When, in 1923, he met and conquered an ample and beautiful young lady from Soviet Armenia, his painting took a new turn. He began to paint nudes. Since his technique remained the same, despite the change in subject matter, his success increased in leaps and bounds. As edible as ever, his paintings now combined the most satisfactory features of the orchard and the harem, and examples of his work, rosy, healthy, and very round, were much sought after by even more important officials of the regime.

He undoubtedly would have continued thus to this day, happily producing a succession of canvases of hearty, lightly clad, appetizing girls, alternating with piled heaps of oversized purple grapes and bananas, going from success to success, honor to honor, if he had not met, at a literary party, the woman who was finally to become his wife.

Anna Kronsky was one of those sharp-featured and overpoweringly energetic women that the liberation of women from the nursery and kitchen has turned loose on the male world. Angular, voracious, and clever, with a tongue like an iron clapper in a new bell, racked by indigestion and a deep contempt for the male sex, she was the sort of woman who in this country would run a store or report wars for the Luce publications. As one of her friends said of her, in attempting to put his finger on the exact difference between Anna and her more gentle contemporaries, “Anna does not make up her face when she goes out in the morning—she hones it.”

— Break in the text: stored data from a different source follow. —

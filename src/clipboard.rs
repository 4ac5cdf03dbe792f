use arboard::Clipboard;

use crate::error::{Error, Result};

/// True when a system clipboard can be opened in this environment.
///
/// Headless sessions (no display server, no clipboard daemon) report false,
/// and clipboard redirection is refused up front instead of failing after the
/// command has already run.
pub fn available() -> bool {
    Clipboard::new().is_ok()
}

/// Read the current clipboard text. An empty clipboard reads as "".
pub fn read() -> Result<String> {
    let mut clipboard = Clipboard::new().map_err(|e| Error::Clipboard(e.to_string()))?;
    match clipboard.get_text() {
        Ok(text) => Ok(text),
        Err(arboard::Error::ContentNotAvailable) => Ok(String::new()),
        Err(e) => Err(Error::Clipboard(e.to_string())),
    }
}

/// Replace the clipboard contents with `text`.
pub fn write(text: &str) -> Result<()> {
    let mut clipboard = Clipboard::new().map_err(|e| Error::Clipboard(e.to_string()))?;
    clipboard
        .set_text(text.to_string())
        .map_err(|e| Error::Clipboard(e.to_string()))
}
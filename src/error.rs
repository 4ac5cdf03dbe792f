use thiserror::Error;

/// Error type covering parsing, macro, and redirection failures.
///
/// Parsing and redirection errors are reported to the user at the interpreter
/// boundary and never unwind into command handlers. [`Error::Interrupted`] is
/// the one fatal variant, and only when the interpreter is configured to quit
/// on interrupt.
#[derive(Error, Debug)]
pub enum Error {
    /// A quote was opened but never closed. For multiline commands the
    /// continuation loop treats this as "more input needed" rather than a
    /// hard failure.
    #[error("unclosed quotation mark")]
    UnclosedQuote,

    /// Malformed statement syntax, e.g. a pipe with no target.
    #[error("invalid syntax: {0}")]
    Syntax(String),

    /// A command, alias, or macro name that the parser cannot accept.
    #[error("invalid name: {0}")]
    InvalidName(String),

    /// Dispatch found no handler, alias, or macro under this name.
    #[error("{0} is not a recognized command, alias, or macro")]
    UnknownCommand(String),

    /// A macro was invoked with fewer arguments than its highest placeholder.
    #[error("the macro '{name}' expects at least {required} argument(s)")]
    InsufficientArguments { name: String, required: usize },

    /// Macro creation with non-positive or non-contiguous placeholder numbers.
    #[error("invalid macro argument numbering: {0}")]
    ArgumentNumbering(String),

    /// Output redirection could not be established; the command body did not run.
    #[error("failed to redirect: {0}")]
    Redirection(String),

    /// The system clipboard is unavailable or rejected the operation.
    #[error("clipboard error: {0}")]
    Clipboard(String),

    /// An interrupt signal arrived while reading input.
    #[error("interrupted")]
    Interrupted,

    #[error(transparent)]
    Io(#[from] std::io::Error),
}

pub type Result<T> = std::result::Result<T, Error>;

In Moscow, at the time Sergei met her, she had gravitated inexorably into the education system. With twenty-three day nurseries for the children of working parents under her supervision, and a staff of over five hundred cowed men and women, she had already made her mark on the new population of the growing state. The children under her care were known as the cleanest and most precocious in the Soviet Union, and it was not until 1938 that a routine survey of neurotic diseases disclosed the fact that the graduates of Anna Kronsky’s immaculate creches led all other population groups of the nation by three to one in absolute nervous breakdowns.

In a necessarily incomplete study, prepared by a thoughtful Artillery Colonel during a slow month on the Southern front in 1944, the estimate was made that the ministrations of Anna Kronsky to the rising generation had cost the Red Army more manpower than a full armored brigade of the Nazi 9th Army. However, the study was accepted with a grain of salt by the Colonel’s superiors, since his OGPU dossier revealed that he had been the lover of Miss Kronsky between the dates of August third and August seventh, 1922, and had sent into headquarters a fervent request for transfer to Archangel on August eighth of the same year.

It was this lady, who, flanked by a heroic poet and an aging test-pilot, set her eyes on the sturdy Baranov as he came through the door, and, in one moment of iron speculation, made the decision that was to transform the painter’s life. Her carborundum eyes glittering, she crossed the room, introduced herself to her prey, ignored the beautiful girl from Soviet Armenia who had come with Baranov, and started the necessary process which resulted three months later in marriage. Just what it was that made Baranov so immediately attractive to her, none of her friends could decide. Perhaps she saw, in the painter’s simple docility and good-humored health, evidence of a fine digestion and an uncomplicated nervous system, excellent attributes for the husband of a busy lady executive who came home each night jangled and worried with the day’s thousand cares. Whatever the reasons, Anna left no escape possible for Sergei. He had a tearful scene with his beloved Soviet Armenian, painted one last, pink, fruity nude, and helped carry the poor girl’s meager belongings to the new room Anna had managed to find for her in a slum section three-quarters of an hour away from the center of town. Then Anna moved in, bringing with her a new bedspread, three packing cases of pamphlets and reports, and a large goose-neck lamp.